### Your objective
Would you copy each line of the records that includes the word "source"?

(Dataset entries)
----

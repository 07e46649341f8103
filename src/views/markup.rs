//! Markup helpers: buttons, descriptions, code editors and contest times

use std::fmt;

use chrono::{DateTime, TimeZone};

use crate::config::Config;
use crate::constants::DESCRIPTION_COLLAPSED_LINES;
use crate::utils::html::escape;
use crate::utils::time::{format_datetime, print_time};

/// Render a link styled as a button
pub fn button(url: &str, text: &str, button_type: &str, icon: Option<&str>, ajax_modal: bool) -> String {
    let icon = icon
        .filter(|i| !i.is_empty())
        .map(|i| format!(r#"<i class="fas fa-{}"></i>&nbsp;"#, escape(i)))
        .unwrap_or_default();
    let modal = if ajax_modal { " data-ajax-modal" } else { "" };
    let text = escape(text);
    format!(
        r#"<a href="{}" class="btn btn-{}" title="{}"{}>{}{}</a>"#,
        escape(url),
        escape(button_type),
        text,
        modal,
        icon,
        text
    )
}

/// Show a description, collapsing it behind an expand link when it is long
pub fn description_expand(description: Option<&str>) -> String {
    let Some(description) = description.filter(|d| !d.is_empty()) else {
        return String::new();
    };

    let lines: Vec<String> = description.split('\n').map(escape).collect();
    if lines.len() <= DESCRIPTION_COLLAPSED_LINES {
        return lines.join("<br>");
    }

    let collapsed = lines[..DESCRIPTION_COLLAPSED_LINES].join("<br>");
    let expanded = lines.join("<br>");
    format!(
        "<span>\n    <span data-expanded=\"{}\" data-collapsed=\"{}\">\n    {}\n    </span>\n    <br/>\n    <a href=\"javascript:;\" onclick=\"toggleExpand(event)\">[expand]</a>\n</span>",
        escape(&expanded),
        escape(&collapsed),
        collapsed
    )
}

/// Quote a value as a JavaScript string literal safe to embed in a script tag
fn js_string(value: &str) -> String {
    serde_json::Value::String(value.to_string())
        .to_string()
        .replace("</", "<\\/")
}

/// Options for [`code_editor`]
#[derive(Debug, Clone, Default)]
pub struct EditorOptions<'a> {
    /// Ace mode name, e.g. `c_cpp`
    pub language: Option<&'a str>,
    pub editable: bool,
    /// Id of a form element kept in sync with the editor contents
    pub element_to_update: Option<&'a str>,
    /// Used to pick the mode when no language is given
    pub filename: Option<&'a str>,
}

/// Embed an Ace code editor showing `code`
pub fn code_editor(code: &str, index: &str, options: &EditorOptions<'_>) -> String {
    let id = format!("editor{}", index);
    let id_literal = js_string(&id);

    let mode = match (options.language, options.filename) {
        (Some(language), _) => format!(
            "{id}.getSession().setMode({});\n",
            js_string(&format!("ace/mode/{}", language))
        ),
        (None, Some(filename)) => format!(
            "var modelist = ace.require('ace/ext/modelist');\n\
             var filePath = {};\n\
             var mode = modelist.getModeForPath(filePath).mode;\n\
             {id}.getSession().setMode(mode);\n",
            js_string(filename)
        ),
        (None, None) => String::new(),
    };

    let sync = match options.element_to_update.filter(|e| !e.is_empty()) {
        Some(element) => format!(
            "{id}.getSession().on('change', function() {{\n    \
             var textarea = document.getElementById({});\n    \
             textarea.value = {id}.getSession().getValue();\n\
             }});\n",
            js_string(element)
        ),
        None => String::new(),
    };

    format!(
        "<div class=\"editor\" id=\"{id_attr}\">{code}</div>\n\
         <script>\n\
         var {id} = ace.edit({id_literal});\n\
         {id}.setTheme(\"ace/theme/eclipse\");\n\
         {id}.setOptions({{ maxLines: Infinity }});\n\
         {id}.setReadOnly({read_only});\n\
         {mode}\
         document.getElementById({id_literal}).editor = {id};\n\
         {sync}\
         </script>",
        id_attr = escape(&id),
        code = escape(code),
        read_only = !options.editable,
    )
}

/// Link to a submission on the external CCS, if one is configured
pub fn external_ccs_url(submission_id: u64, external_id: Option<&str>, config: &Config) -> Option<String> {
    let base = config.display.ext_ccs_url.as_deref()?;
    match external_id.filter(|e| !e.is_empty()) {
        Some(external_id) => Some(format!("{}{}", base, external_id)),
        None => Some(format!("{}{}", base, submission_id)),
    }
}

/// Print a time with the full date and zone in a hover title
pub fn print_time_hover<Tz>(at: &DateTime<Tz>, contest_start: Option<&DateTime<Tz>>, config: &Config) -> String
where
    Tz: TimeZone,
    Tz::Offset: fmt::Display,
{
    format!(
        r#"<span title="{}">{}</span>"#,
        escape(&format_datetime(at, "%Y-%m-%d %H:%M (%Z)").unwrap_or_default()),
        escape(&print_time(at, None, contest_start, config))
    )
}

/// Describe when a contest starts
///
/// Starts on the same day as `now` only print the time, others the full date.
pub fn print_contest_start<Tz>(start: &DateTime<Tz>, start_enabled: bool, now: &DateTime<Tz>, config: &Config) -> String
where
    Tz: TimeZone,
    Tz::Offset: fmt::Display,
{
    let prefix = if start_enabled {
        "scheduled to start "
    } else {
        "start delayed, was scheduled "
    };

    let same_day = format_datetime(now, "%Y%m%d") == format_datetime(start, "%Y%m%d");
    if same_day {
        format!("{}at {}", prefix, print_time(start, None, None, config))
    } else {
        format!(
            "{}on {}",
            prefix,
            print_time(start, Some("%a %d %b %Y %T %Z"), None, config)
        )
    }
}

#[cfg(test)]
mod tests {
    use super::*;
    use chrono::Utc;

    fn at(secs: i64) -> DateTime<Utc> {
        DateTime::from_timestamp(secs, 0).unwrap()
    }

    #[test]
    fn test_button() {
        assert_eq!(
            button("/jury/teams", "Teams", "primary", None, false),
            r#"<a href="/jury/teams" class="btn btn-primary" title="Teams">Teams</a>"#
        );
        assert_eq!(
            button("/x?a=1&b=2", "Edit", "secondary", Some("edit"), true),
            r#"<a href="/x?a=1&amp;b=2" class="btn btn-secondary" title="Edit" data-ajax-modal><i class="fas fa-edit"></i>&nbsp;Edit</a>"#
        );
    }

    #[test]
    fn test_short_description_is_inlined() {
        assert_eq!(description_expand(None), "");
        assert_eq!(description_expand(Some("a\n<b>")), "a<br>&lt;b&gt;");
    }

    #[test]
    fn test_long_description_collapses() {
        let html = description_expand(Some("1\n2\n3\n4"));
        assert!(html.contains(r#"data-expanded="1&lt;br&gt;2&lt;br&gt;3&lt;br&gt;4""#));
        assert!(html.contains(r#"data-collapsed="1&lt;br&gt;2&lt;br&gt;3""#));
        assert!(html.contains("\n    1<br>2<br>3\n"));
        assert!(html.contains("[expand]"));
    }

    #[test]
    fn test_code_editor() {
        let options = EditorOptions {
            language: Some("c_cpp"),
            ..EditorOptions::default()
        };
        let html = code_editor("if (a < b) {}", "3", &options);
        assert!(html.starts_with(r#"<div class="editor" id="editor3">if (a &lt; b) {}</div>"#));
        assert!(html.contains(r#"var editor3 = ace.edit("editor3");"#));
        assert!(html.contains("editor3.setReadOnly(true);"));
        assert!(html.contains(r#"editor3.getSession().setMode("ace/mode/c_cpp");"#));
        assert!(!html.contains("modelist"));
        assert!(html.ends_with("</script>"));
    }

    #[test]
    fn test_code_editor_by_filename_and_sync() {
        let options = EditorOptions {
            editable: true,
            element_to_update: Some("source"),
            filename: Some("main.py"),
            ..EditorOptions::default()
        };
        let html = code_editor("print(1)", "0", &options);
        assert!(html.contains("editor0.setReadOnly(false);"));
        assert!(html.contains(r#"var filePath = "main.py";"#));
        assert!(html.contains(r#"document.getElementById("source");"#));
    }

    #[test]
    fn test_js_string_cannot_close_script() {
        assert_eq!(js_string("</script>"), r#""<\/script>""#);
        assert_eq!(js_string("a\"b"), r#""a\"b""#);
    }

    #[test]
    fn test_external_ccs_url() {
        let mut config = Config::default();
        assert_eq!(external_ccs_url(42, None, &config), None);
        config.display.ext_ccs_url = Some("https://ccs.example/submissions/".to_string());
        assert_eq!(
            external_ccs_url(42, None, &config).as_deref(),
            Some("https://ccs.example/submissions/42")
        );
        assert_eq!(
            external_ccs_url(42, Some("ext-7"), &config).as_deref(),
            Some("https://ccs.example/submissions/ext-7")
        );
    }

    #[test]
    fn test_print_time_hover() {
        let config = Config::default();
        // 2024-01-15T12:34:56Z
        assert_eq!(
            print_time_hover(&at(1_705_322_096), None, &config),
            r#"<span title="2024-01-15 12:34 (UTC)">12:34</span>"#
        );
    }

    #[test]
    fn test_print_contest_start() {
        let config = Config::default();
        let start = at(1_705_322_096);
        assert_eq!(
            print_contest_start(&start, true, &at(1_705_300_000), &config),
            "scheduled to start at 12:34"
        );
        assert_eq!(
            print_contest_start(&start, false, &at(1_705_000_000), &config),
            "start delayed, was scheduled on Mon 15 Jan 2024 12:34:56 UTC"
        );
    }
}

----

### Answer to the exercise
            element_to_update: Some("source"),
        assert!(html.contains(r#"document.getElementById("source");"#));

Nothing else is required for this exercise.